### [RECORDS PROVIDED]
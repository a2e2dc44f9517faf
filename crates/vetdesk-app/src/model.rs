// Copyright 2026 Phillip Cloud
// Licensed under the Apache License, Version 2.0

use serde::{Deserialize, Serialize};
use time::{Date, Time};

use crate::ids::*;

#[derive(Debug, Clone, Copy, PartialEq, Eq, Serialize, Deserialize)]
pub enum Species {
    #[serde(rename = "perro")]
    Dog,
    #[serde(rename = "gato")]
    Cat,
    #[serde(rename = "exotico")]
    Exotic,
}

impl Species {
    pub const ALL: [Self; 3] = [Self::Dog, Self::Cat, Self::Exotic];

    pub const fn as_str(self) -> &'static str {
        match self {
            Self::Dog => "perro",
            Self::Cat => "gato",
            Self::Exotic => "exotico",
        }
    }

    pub const fn label(self) -> &'static str {
        match self {
            Self::Dog => "Perro",
            Self::Cat => "Gato",
            Self::Exotic => "Exótico",
        }
    }

    pub fn parse(value: &str) -> Option<Self> {
        match value {
            "perro" => Some(Self::Dog),
            "gato" => Some(Self::Cat),
            "exotico" => Some(Self::Exotic),
            _ => None,
        }
    }
}

/// Stock bucket rendered into `data-stock`.
#[derive(Debug, Clone, Copy, PartialEq, Eq, Serialize, Deserialize)]
pub enum StockLevel {
    #[serde(rename = "out")]
    Out,
    #[serde(rename = "low")]
    Low,
    #[serde(rename = "high")]
    High,
}

impl StockLevel {
    pub const ALL: [Self; 3] = [Self::Out, Self::Low, Self::High];

    pub const fn classify(stock: u32, min_stock: u32) -> Self {
        if stock == 0 {
            Self::Out
        } else if stock <= min_stock {
            Self::Low
        } else {
            Self::High
        }
    }

    pub const fn as_str(self) -> &'static str {
        match self {
            Self::Out => "out",
            Self::Low => "low",
            Self::High => "high",
        }
    }

    pub const fn label(self) -> &'static str {
        match self {
            Self::Out => "Agotado",
            Self::Low => "Stock bajo",
            Self::High => "Disponible",
        }
    }

    pub fn parse(value: &str) -> Option<Self> {
        match value {
            "out" => Some(Self::Out),
            "low" => Some(Self::Low),
            "high" => Some(Self::High),
            _ => None,
        }
    }
}

#[derive(Debug, Clone, Copy, PartialEq, Eq, Serialize, Deserialize)]
pub enum ServiceCategory {
    #[serde(rename = "consulta")]
    Consultation,
    #[serde(rename = "vacunacion")]
    Vaccination,
    #[serde(rename = "cirugia")]
    Surgery,
    #[serde(rename = "peluqueria")]
    Grooming,
}

impl ServiceCategory {
    pub const ALL: [Self; 4] = [
        Self::Consultation,
        Self::Vaccination,
        Self::Surgery,
        Self::Grooming,
    ];

    pub const fn as_str(self) -> &'static str {
        match self {
            Self::Consultation => "consulta",
            Self::Vaccination => "vacunacion",
            Self::Surgery => "cirugia",
            Self::Grooming => "peluqueria",
        }
    }

    pub const fn label(self) -> &'static str {
        match self {
            Self::Consultation => "Consulta",
            Self::Vaccination => "Vacunación",
            Self::Surgery => "Cirugía",
            Self::Grooming => "Peluquería",
        }
    }

    pub fn parse(value: &str) -> Option<Self> {
        match value {
            "consulta" => Some(Self::Consultation),
            "vacunacion" => Some(Self::Vaccination),
            "cirugia" => Some(Self::Surgery),
            "peluqueria" => Some(Self::Grooming),
            _ => None,
        }
    }
}

#[derive(Debug, Clone, Copy, PartialEq, Eq, Serialize, Deserialize)]
pub enum PageKind {
    Inventory,
    Agenda,
    Services,
}

impl PageKind {
    pub const ALL: [Self; 3] = [Self::Inventory, Self::Agenda, Self::Services];

    pub const fn label(self) -> &'static str {
        match self {
            Self::Inventory => "inventario",
            Self::Agenda => "agenda",
            Self::Services => "servicios",
        }
    }

    pub fn parse(value: &str) -> Option<Self> {
        match value.trim().to_ascii_lowercase().as_str() {
            "inventario" | "inventory" => Some(Self::Inventory),
            "agenda" => Some(Self::Agenda),
            "servicios" | "services" => Some(Self::Services),
            _ => None,
        }
    }
}

#[derive(Debug, Clone, PartialEq, Eq, Serialize, Deserialize)]
pub struct InventoryItem {
    pub id: ProductId,
    pub name: String,
    pub species: Species,
    pub stock: u32,
    pub min_stock: u32,
    pub provider: String,
    pub price_clp: i64,
}

impl InventoryItem {
    pub const fn stock_level(&self) -> StockLevel {
        StockLevel::classify(self.stock, self.min_stock)
    }
}

#[derive(Debug, Clone, PartialEq, Eq, Serialize, Deserialize)]
pub struct ClinicService {
    pub id: ServiceId,
    pub name: String,
    pub category: ServiceCategory,
    pub price_clp: i64,
    pub duration_minutes: u32,
    pub active: bool,
}

#[derive(Debug, Clone, PartialEq, Eq, Serialize, Deserialize)]
pub struct Pet {
    pub id: PetId,
    pub name: String,
    pub species: Species,
    pub owner: String,
}

/// Everything the server-rendered templates would have embedded in the pages.
#[derive(Debug, Clone, PartialEq, Eq, Default, Serialize, Deserialize)]
pub struct Catalog {
    #[serde(default)]
    pub products: Vec<InventoryItem>,
    #[serde(default)]
    pub services: Vec<ClinicService>,
    #[serde(default)]
    pub pets: Vec<Pet>,
    #[serde(default)]
    pub appointment_kinds: Vec<String>,
}

impl Catalog {
    /// Distinct providers in first-seen order.
    pub fn providers(&self) -> Vec<String> {
        let mut providers: Vec<String> = Vec::new();
        for product in &self.products {
            if !providers.iter().any(|known| known == &product.provider) {
                providers.push(product.provider.clone());
            }
        }
        providers
    }
}

#[derive(Debug, Clone, PartialEq, Eq)]
pub struct Appointment {
    pub time: Time,
    pub kind: String,
    pub pet: String,
}

#[derive(Debug, Clone, PartialEq, Eq)]
pub struct NewAppointment {
    pub pet_id: PetId,
    pub kind: String,
    pub duration_minutes: u32,
    pub notes: String,
    pub date: Date,
    pub time: Time,
}

#[derive(Debug, Clone, PartialEq, Eq)]
pub struct NewClient {
    pub name: String,
    pub rut: String,
    pub email: String,
    pub phone: String,
}

#[cfg(test)]
mod tests {
    use super::{Catalog, InventoryItem, PageKind, Species, StockLevel};
    use crate::ProductId;

    #[test]
    fn stock_level_buckets_by_minimum() {
        assert_eq!(StockLevel::classify(0, 5), StockLevel::Out);
        assert_eq!(StockLevel::classify(5, 5), StockLevel::Low);
        assert_eq!(StockLevel::classify(6, 5), StockLevel::High);
    }

    #[test]
    fn markup_values_round_trip_through_parse() {
        for species in Species::ALL {
            assert_eq!(Species::parse(species.as_str()), Some(species));
        }
        for level in StockLevel::ALL {
            assert_eq!(StockLevel::parse(level.as_str()), Some(level));
        }
        assert_eq!(PageKind::parse("Servicios"), Some(PageKind::Services));
        assert_eq!(PageKind::parse("caja"), None);
    }

    #[test]
    fn providers_are_distinct_in_first_seen_order() {
        let product = |id: i64, provider: &str| InventoryItem {
            id: ProductId::new(id),
            name: format!("item {id}"),
            species: Species::Dog,
            stock: 1,
            min_stock: 1,
            provider: provider.to_owned(),
            price_clp: 1000,
        };
        let catalog = Catalog {
            products: vec![
                product(1, "Vetpharma"),
                product(2, "Drag Pharma"),
                product(3, "Vetpharma"),
            ],
            ..Catalog::default()
        };
        assert_eq!(catalog.providers(), vec!["Vetpharma", "Drag Pharma"]);
    }

    #[test]
    fn catalog_decodes_markup_spellings() -> anyhow::Result<()> {
        let json = r#"{
            "products": [{"id": 3, "name": "Collar", "species": "gato", "stock": 0,
                          "min_stock": 2, "provider": "Petco", "price_clp": 4990}]
        }"#;
        let catalog: Catalog = serde_json::from_str(json)?;
        assert_eq!(catalog.products[0].id, ProductId::new(3));
        assert_eq!(catalog.products[0].species, Species::Cat);
        assert_eq!(catalog.products[0].stock_level(), StockLevel::Out);
        assert!(catalog.services.is_empty());
        Ok(())
    }
}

### [WHAT YOU HAVE TO DO]
The response is the exact set of lines from the one holding "assert_eq!(catalog.products[0].stock_level(), StockLevel::Out);" through the last line of the material.

### [ANSWER TO THIS PROBLEM]
        assert_eq!(catalog.products[0].stock_level(), StockLevel::Out);
        assert!(catalog.services.is_empty());
        Ok(())
    }
}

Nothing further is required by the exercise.